▶ WORK REQUEST: From the entries, copy each line that includes "must".

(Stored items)
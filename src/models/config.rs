//! Configuration module for the farm data layer
//!
//! Defaults come from utils/constants.rs; `from_env()` overrides them.
//! No hardcoded addresses or chain IDs in this file.

use alloy_primitives::Address;
use eyre::{eyre, Result, WrapErr};
use std::str::FromStr;
use std::time::Duration;
use tracing::info;

use crate::core::leaderboard::ScoringWeights;
use crate::models::query::ContractId;
use crate::providers::retry::RetryPolicy;
use crate::utils::constants::{
    CHAIN_ID_MONAD_TESTNET, DEFAULT_CACHE_CLEANUP_SECS, DEFAULT_EVICT_AFTER_SECS, DEFAULT_LOG_CHUNK_SIZE,
    DEFAULT_LOG_FROM_BLOCK, DEFAULT_READ_CONCURRENCY, DEFAULT_RPC_TIMEOUT_SECS, DEFAULT_RPC_URL,
    DEFAULT_STALE_AFTER_SECS, FARM_GAME_ADDRESS, KIND_TOKEN_ADDRESS, LAND_NFT_ADDRESS,
    SEED_NFT_ADDRESS, SHOP_ADDRESS,
};

/// Deployed addresses of the five game contracts
#[derive(Debug, Clone, PartialEq, Eq)]
pub struct ContractAddresses {
    pub farm_game: Address,
    pub land_nft: Address,
    pub seed_nft: Address,
    pub kind_token: Address,
    pub shop: Address,
}

impl Default for ContractAddresses {
    fn default() -> Self {
        Self {
            farm_game: FARM_GAME_ADDRESS,
            land_nft: LAND_NFT_ADDRESS,
            seed_nft: SEED_NFT_ADDRESS,
            kind_token: KIND_TOKEN_ADDRESS,
            shop: SHOP_ADDRESS,
        }
    }
}

impl ContractAddresses {
    pub fn address_of(&self, contract: ContractId) -> Address {
        match contract {
            ContractId::FarmGame => self.farm_game,
            ContractId::LandNft => self.land_nft,
            ContractId::SeedNft => self.seed_nft,
            ContractId::KindToken => self.kind_token,
            ContractId::Shop => self.shop,
        }
    }
}

/// Freshness windows, measured from fetch time
#[derive(Debug, Clone, Copy, PartialEq, Eq)]
pub struct CacheConfig {
    pub stale_after: Duration,
    pub evict_after: Duration,
    /// Period of the background sweep that drops expired keys
    pub cleanup_interval: Duration,
}

impl Default for CacheConfig {
    fn default() -> Self {
        Self {
            stale_after: Duration::from_secs(DEFAULT_STALE_AFTER_SECS),
            evict_after: Duration::from_secs(DEFAULT_EVICT_AFTER_SECS),
            cleanup_interval: Duration::from_secs(DEFAULT_CACHE_CLEANUP_SECS),
        }
    }
}

impl CacheConfig {
    pub fn validate(&self) -> Result<()> {
        if self.evict_after < self.stale_after {
            return Err(eyre!(
                "evict_after ({}s) must not be shorter than stale_after ({}s)",
                self.evict_after.as_secs(),
                self.stale_after.as_secs()
            ));
        }
        if self.cleanup_interval.is_zero() {
            return Err(eyre!("cache cleanup interval must be positive"));
        }
        Ok(())
    }
}

/// Event log scanning
#[derive(Debug, Clone, Copy, PartialEq, Eq)]
pub struct LogScanConfig {
    pub from_block: u64,
    /// Blocks per eth_getLogs request
    pub chunk_size: u64,
    /// Concurrent per-player reads
    pub max_concurrency: usize,
}

impl Default for LogScanConfig {
    fn default() -> Self {
        Self {
            from_block: DEFAULT_LOG_FROM_BLOCK,
            chunk_size: DEFAULT_LOG_CHUNK_SIZE,
            max_concurrency: DEFAULT_READ_CONCURRENCY,
        }
    }
}

/// Full data layer configuration
#[derive(Debug, Clone)]
pub struct FarmConfig {
    pub rpc_url: String,
    pub chain_id: u64,
    pub rpc_timeout: Duration,
    pub addresses: ContractAddresses,
    pub cache: CacheConfig,
    pub retry: RetryPolicy,
    pub weights: ScoringWeights,
    pub logs: LogScanConfig,
}

impl Default for FarmConfig {
    fn default() -> Self {
        Self {
            rpc_url: DEFAULT_RPC_URL.to_string(),
            chain_id: CHAIN_ID_MONAD_TESTNET,
            rpc_timeout: Duration::from_secs(DEFAULT_RPC_TIMEOUT_SECS),
            addresses: ContractAddresses::default(),
            cache: CacheConfig::default(),
            retry: RetryPolicy::default(),
            weights: ScoringWeights::default(),
            logs: LogScanConfig::default(),
        }
    }
}

impl FarmConfig {
    /// Defaults overridden by `FARM_*` / `*_ADDRESS` environment variables
    pub fn from_env() -> Result<Self> {
        Self::from_lookup(|name| std::env::var(name).ok())
    }

    /// Same as `from_env` with an injectable variable source
    pub fn from_lookup<L>(lookup: L) -> Result<Self>
    where
        L: Fn(&str) -> Option<String>,
    {
        let mut config = Self::default();

        if let Some(url) = lookup("FARM_RPC_URL").filter(|u| !u.trim().is_empty()) {
            info!("🔌 Using FARM_RPC_URL override");
            config.rpc_url = url.trim().to_string();
        }
        if let Some(id) = parse_var::<u64, _>(&lookup, "FARM_CHAIN_ID")? {
            config.chain_id = id;
        }

        if let Some(a) = parse_var::<Address, _>(&lookup, "FARM_GAME_ADDRESS")? {
            config.addresses.farm_game = a;
        }
        if let Some(a) = parse_var::<Address, _>(&lookup, "SEED_NFT_ADDRESS")? {
            config.addresses.seed_nft = a;
        }
        if let Some(a) = parse_var::<Address, _>(&lookup, "LAND_NFT_ADDRESS")? {
            config.addresses.land_nft = a;
        }
        if let Some(a) = parse_var::<Address, _>(&lookup, "KIND_TOKEN_ADDRESS")? {
            config.addresses.kind_token = a;
        }
        if let Some(a) = parse_var::<Address, _>(&lookup, "SHOP_ADDRESS")? {
            config.addresses.shop = a;
        }

        if let Some(secs) = parse_var::<u64, _>(&lookup, "FARM_CACHE_STALE_SECS")? {
            config.cache.stale_after = Duration::from_secs(secs);
        }
        if let Some(secs) = parse_var::<u64, _>(&lookup, "FARM_CACHE_EVICT_SECS")? {
            config.cache.evict_after = Duration::from_secs(secs);
        }

        if let Some(secs) = parse_var::<u64, _>(&lookup, "FARM_CACHE_CLEANUP_SECS")? {
            config.cache.cleanup_interval = Duration::from_secs(secs);
        }

        if let Some(w) = parse_var::<u64, _>(&lookup, "FARM_SCORE_HARVEST_WEIGHT")? {
            config.weights.harvest = w;
        }
        if let Some(w) = parse_var::<u64, _>(&lookup, "FARM_SCORE_STEAL_WEIGHT")? {
            config.weights.steal = w;
        }

        if let Some(b) = parse_var::<u64, _>(&lookup, "FARM_LOG_FROM_BLOCK")? {
            config.logs.from_block = b;
        }
        if let Some(n) = parse_var::<u64, _>(&lookup, "FARM_LOG_CHUNK_SIZE")? {
            config.logs.chunk_size = n;
        }

        config.validate()?;
        Ok(config)
    }

    pub fn validate(&self) -> Result<()> {
        self.cache.validate()?;
        if self.logs.chunk_size == 0 {
            return Err(eyre!("log chunk size must be positive"));
        }
        if self.logs.max_concurrency == 0 {
            return Err(eyre!("read concurrency must be positive"));
        }
        Ok(())
    }
}

fn parse_var<T, L>(lookup: &L, name: &str) -> Result<Option<T>>
where
    T: FromStr,
    T::Err: std::fmt::Display,
    L: Fn(&str) -> Option<String>,
{
    let Some(raw) = lookup(name) else {
        return Ok(None);
    };
    let raw = raw.trim();
    if raw.is_empty() {
        return Ok(None);
    }
    raw.parse::<T>()
        .map(Some)
        .map_err(|e| eyre!("{}", e))
        .wrap_err_with(|| format!("invalid value for {}: {:?}", name, raw))
}

#[cfg(test)]
mod tests {
    use super::*;
    use std::collections::HashMap;

    fn lookup(vars: &[(&str, &str)]) -> impl Fn(&str) -> Option<String> {
        let map: HashMap<String, String> = vars
            .iter()
            .map(|(k, v)| (k.to_string(), v.to_string()))
            .collect();
        move |name| map.get(name).cloned()
    }

    #[test]
    fn test_defaults() {
        let config = FarmConfig::default();
        assert_eq!(config.chain_id, 10143);
        assert_eq!(config.cache.stale_after, Duration::from_secs(300));
        assert_eq!(config.cache.evict_after, Duration::from_secs(600));
        assert_eq!(config.addresses.address_of(ContractId::Shop), SHOP_ADDRESS);
        assert!(config.validate().is_ok());
    }

    #[test]
    fn test_overrides() {
        let config = FarmConfig::from_lookup(lookup(&[
            ("FARM_RPC_URL", "http://localhost:8545"),
            ("FARM_CACHE_STALE_SECS", "30"),
            ("FARM_CACHE_EVICT_SECS", "60"),
            ("FARM_SCORE_STEAL_WEIGHT", "0"),
            ("SHOP_ADDRESS", "0x0000000000000000000000000000000000000001"),
        ]))
        .unwrap();
        assert_eq!(config.rpc_url, "http://localhost:8545");
        assert_eq!(config.cache.stale_after, Duration::from_secs(30));
        assert_eq!(config.weights.steal, 0);
        assert_eq!(config.addresses.shop, Address::with_last_byte(1));
    }

    #[test]
    fn test_invalid_values_rejected() {
        assert!(FarmConfig::from_lookup(lookup(&[("FARM_CHAIN_ID", "monad")])).is_err());
        assert!(FarmConfig::from_lookup(lookup(&[("LAND_NFT_ADDRESS", "0x1234")])).is_err());
        assert!(FarmConfig::from_lookup(lookup(&[("FARM_LOG_CHUNK_SIZE", "0")])).is_err());
        assert!(FarmConfig::from_lookup(lookup(&[("FARM_CACHE_CLEANUP_SECS", "0")])).is_err());
    }

    #[test]
    fn test_evict_before_stale_rejected() {
        let err = FarmConfig::from_lookup(lookup(&[
            ("FARM_CACHE_STALE_SECS", "600"),
            ("FARM_CACHE_EVICT_SECS", "300"),
        ]));
        assert!(err.is_err());
    }
}
impl GrowthStage {
    pub fn from_code(code: u8) -> Self {
        match code {
            0 => Self::Seed,
            1 => Self::Growing,
            2 => Self::Mature,
            other => Self::Unknown(other),
        }
    }

    pub fn code(&self) -> u8 {
        match self {
            Self::Seed => 0,
            Self::Growing => 1,
            Self::Mature => 2,
            Self::Unknown(code) => *code,
        }
    }

    pub fn as_str(&self) -> &'static str {
        match self {
            Self::Seed => "seed",
            Self::Growing => "growing",
            Self::Mature => "mature",
            Self::Unknown(_) => "unknown",
        }
    }
}

/// `LandNFT.WeatherType`
#[derive(Debug, Clone, Copy, PartialEq, Eq, Hash, Serialize, Deserialize)]
pub enum WeatherType {
    Sunny,
    Rainy,
    Cloudy,
    Stormy,
    Unknown(u8),
}

impl WeatherType {
    pub fn from_code(code: u8) -> Self {
        match code {
            0 => Self::Sunny,
            1 => Self::Rainy,
            2 => Self::Cloudy,
            3 => Self::Stormy,
            other => Self::Unknown(other),
        }
    }

    pub fn code(&self) -> u8 {
        match self {
            Self::Sunny => 0,
            Self::Rainy => 1,
            Self::Cloudy => 2,
            Self::Stormy => 3,
            Self::Unknown(code) => *code,
        }
    }

    pub fn emoji(&self) -> &'static str {
        match self {
            Self::Sunny => "☀️",
            Self::Rainy => "🌧️",
            Self::Cloudy => "☁️",
            Self::Stormy => "⛈️",
            Self::Unknown(_) => "❓",
        }
    }
}

/// `FarmGame.BoosterType`
#[derive(Debug, Clone, Copy, PartialEq, Eq, Hash, Serialize, Deserialize)]
pub enum BoosterType {
    Watering,
    Fertilizing,
    Unknown(u8),
}

impl BoosterType {
    pub fn from_code(code: u8) -> Self {
        match code {
            0 => Self::Watering,
            1 => Self::Fertilizing,
            other => Self::Unknown(other),
        }
    }

    pub fn code(&self) -> u8 {
        match self {
            Self::Watering => 0,
            Self::Fertilizing => 1,
            Self::Unknown(code) => *code,
        }
    }

    pub fn as_str(&self) -> &'static str {
        match self {
            Self::Watering => "watering",
            Self::Fertilizing => "fertilizing",
            Self::Unknown(_) => "unknown",
        }
    }
}

// ============================================
// DECODED RECORDS
// ============================================

/// Snapshot of `LandNFT.getLandInfo`
#[derive(Debug, Clone, PartialEq, Eq, Serialize, Deserialize)]
pub struct LandInfo {
    pub state: LandState,
    pub seed_token_id: U256,
    pub claim_time: U256,
    pub lock_end_time: U256,
    pub weather_seed: U256,
    pub last_weather_update_time: U256,
    pub accumulated_growth: U256,
    pub current_farmer: Address,
}

impl LandInfo {
    pub fn is_ripe(&self) -> bool {
        self.state == LandState::Ripe
    }

    /// Claimable now: idle, or locked with the cooldown already over
    pub fn is_claimable(&self, now_secs: u64) -> bool {
        match self.state {
            LandState::Idle => true,
            LandState::LockedIdle => self.lock_end_time <= U256::from(now_secs),
            _ => false,
        }
    }

    /// Seconds left on the post-harvest lock (zero when unlocked)
    pub fn lock_remaining_secs(&self, now_secs: u64) -> U256 {
        self.lock_end_time.saturating_sub(U256::from(now_secs))
    }
}

/// Snapshot of `SeedNFT.getSeedInfo`
#[derive(Debug, Clone, PartialEq, Eq, Serialize, Deserialize)]
pub struct SeedInfo {
    pub crop_type: CropType,
    pub rarity: Rarity,
    pub growth_stage: GrowthStage,
    pub growth_start_time: U256,
    pub base_growth_time: U256,
    pub matured_at: U256,
    pub boosters_applied: u8,
}

impl SeedInfo {
    pub fn is_mature(&self) -> bool {
        self.growth_stage == GrowthStage::Mature
    }
}

/// `FarmGame.getPlayerStats`
#[derive(Debug, Clone, Default, PartialEq, Eq, Serialize, Deserialize)]
pub struct PlayerStats {
    pub total_crops_harvested: U256,
    pub total_crops_stolen: U256,
    pub total_help_provided: U256,
}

▶ SOLUTION FOR THIS PROBLEM:
                "evict_after ({}s) must not be shorter than stale_after ({}s)",
            return Err(eyre!("cache cleanup interval must be positive"));
            return Err(eyre!("log chunk size must be positive"));
            return Err(eyre!("read concurrency must be positive"));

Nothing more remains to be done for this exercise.